Je devine que vous entendez quelque chose de semblable de la génération plus âgée dans votre famille, et mon conseil sur un tel découragement est juste ceci: ne les écoutez pas. Ils ne savent pas de quoi ils parlent, et ils ont aussi peur. Mon père adoptait une philosophie complètement matérialiste et attribuait les humeurs dépressives qui hantaient sa vie à «trop d'enchiladas» ou à «trop de bières la nuit dernière». Ses dépressions, qui prenaient parfois une variété de formes masquées désagréables, concernaient ses jeunes La mort de ma femme, ma mère, et l'impuissance profonde qu'il ressentait aussi en tant que jeune victime de la polio. Je ne sais pas s'il serait correct de dire qu'il craignait la folie; mais je sais qu'il a fui de reconnaître les sources de sa souffrance émotionnelle et son matérialisme l'a aidé dans ce vol.

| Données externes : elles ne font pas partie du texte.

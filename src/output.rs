//! Terminal output formatting for the strata CLI.
//!
//! Provides Cargo-style status output with right-aligned coloured verbs.
//! All status output goes to stderr; stdout is reserved for machine-readable output.

use std::io::{self, IsTerminal, Write};

/// ANSI escape codes.
const RESET: &str = "\x1b[0m";
const BOLD: &str = "\x1b[1m";
const DIM: &str = "\x1b[2m";
const RED: &str = "\x1b[31m";
const GREEN: &str = "\x1b[32m";
const YELLOW: &str = "\x1b[33m";
const CYAN: &str = "\x1b[36m";

/// Width for right-aligned verb column.
const VERB_WIDTH: usize = 12;

/// Terminal-aware status printer.
///
/// Prints Cargo-style status lines to stderr with optional ANSI colours.
/// Colour is enabled when stderr is a terminal. A quiet printer drops
/// status and success lines but still reports warnings and errors.
pub struct Printer {
    color: bool,
    quiet: bool,
}

impl Default for Printer {
    fn default() -> Self {
        Self::new()
    }
}

impl Printer {
    pub fn new() -> Self {
        Self {
            color: io::stderr().is_terminal(),
            quiet: false,
        }
    }

    pub fn with_quiet(mut self, quiet: bool) -> Self {
        self.quiet = quiet;
        self
    }

    /// Print a status line with a green bold verb.
    /// e.g. "    Building bild/colors-light (42 tokens)"
    pub fn status(&self, verb: &str, message: &str) {
        if !self.quiet {
            self.print_line(GREEN, verb, message);
        }
    }

    /// Print a success/completion line with a green bold verb.
    pub fn success(&self, verb: &str, message: &str) {
        if !self.quiet {
            self.print_line(GREEN, verb, message);
        }
    }

    /// Print a warning line with a yellow bold verb.
    pub fn warning(&self, verb: &str, message: &str) {
        self.print_line(YELLOW, verb, message);
    }

    /// Print an error line with a red bold verb.
    pub fn error(&self, verb: &str, message: &str) {
        self.print_line(RED, verb, message);
    }

    /// Format a string as dim/grey.
    pub fn dim(&self, text: &str) -> String {
        if self.color {
            format!("{DIM}{text}{RESET}")
        } else {
            text.to_string()
        }
    }

    /// Format a string as cyan (artifact labels, paths).
    pub fn cyan(&self, text: &str) -> String {
        if self.color {
            format!("{CYAN}{text}{RESET}")
        } else {
            text.to_string()
        }
    }

    /// Format a diagnostic severity label with colour.
    pub fn severity(&self, label: &str, is_error: bool) -> String {
        let color = if is_error { RED } else { YELLOW };
        if self.color {
            format!("{BOLD}{color}{label}{RESET}")
        } else {
            label.to_string()
        }
    }

    /// Print a raw line, e.g. an indented diagnostic.
    pub fn line(&self, text: &str) {
        let _ = writeln!(io::stderr().lock(), "{text}");
    }

    fn print_line(&self, color: &str, verb: &str, message: &str) {
        let mut stderr = io::stderr().lock();
        if self.color {
            let _ = writeln!(
                stderr,
                "{BOLD}{color}{verb:>VERB_WIDTH$}{RESET} {message}"
            );
        } else {
            let _ = writeln!(stderr, "{verb:>VERB_WIDTH$} {message}");
        }
    }
}

/// Pluralize a count: `plural(1, "token", "tokens")` → "1 token".
pub fn plural(n: usize, singular: &str, pluralized: &str) -> String {
    if n == 1 {
        format!("{} {}", n, singular)
    } else {
        format!("{} {}", n, pluralized)
    }
}

/// Return a relative display path when possible, absolute otherwise.
pub fn display_path(path: &std::path::Path) -> String {
    if let Ok(cwd) = std::env::current_dir() {
        if let Ok(relative) = path.strip_prefix(&cwd) {
            let s = relative.display().to_string();
            if s.is_empty() {
                return ".".to_string();
            }
            return s;
        }
    }
    path.display().to_string()
}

Ne vous embêtez pas à vous battre avec ceux qui s'opposent à votre choix de carrière – ce serait une bataille destinée à être perdue. Au lieu de cela, défendez vos intérêts et vos convictions et ne laissez rien vous retenir.

Voici un second ensemble de pensées peut-être dignes d'être gardées à l'esprit. Une rencontre sérieuse avec des personnes souffrant de troubles psychologiques extrêmes nous confronte inévitablement à nous-mêmes, à nos propres histoires traumatiques et à tous leurs héritages. Il n'est pas possible de voyager dans les vérités de la vie de nos patients sans être entraînés dans les vérités qui nous sont propres. Je n'ai aucune connaissance de vos antécédents personnels, Adam, mais je n'ai jamais connu quelqu'un avec des intérêts profonds dans ce domaine qui n'était pas un survivant d'un traumatisme significatif. Alors quelle que soit votre histoire, préparez-vous à la confronter dans toute sa profondeur et sa complexité.

Imaginez, mon jeune ami, voyageant dans les ténèbres de l'âme humaine, lieux d'abus, d'abandon, d'anéantissement personnel. Visualisez l'impact d'un conflit et d'une impuissance insupportables, de décisions profondes de se suicider, d'engagements à mourir de faim plutôt qu'à vivre. Essayez de vous représenter en participant à des voyages de rétablissement où les crises menaçant le pronostic vital sont éliminées et où des blessures apparemment fatales au cœur sont soignées. L'expérience du clinicien qui est ouvert à de tels phénomènes est telle qu'elle l'ouvre comme jamais auparavant, et il y a une inondation qui se produit alors que les vagues de ses propres tragédies personnelles se déversent. Le secret le mieux gardé de mon domaine est que le voyage de guérison de la psychothérapie inévitablement et embrasse toujours les deux participants. Si l'analyste ou le thérapeute est exclu des possibilités de transformation personnelle, le défi de rencontrer le patient dans l'espace où sa vie a sombré réveillera la haine et la peur, et la soi-disant thérapie se transformera en un processus qui gèle. plutôt que libère.

Imaginez aussi l'accomplissement et la joie quand on a fait une différence qui guérit quelqu'un. Il n'y a aucune expérience dans nos vies professionnelles qui puisse se comparer à celle-ci.

Ce sont mes pensées pour aujourd'hui. Ecrivez à nouveau si l'esprit vous pousse à le faire.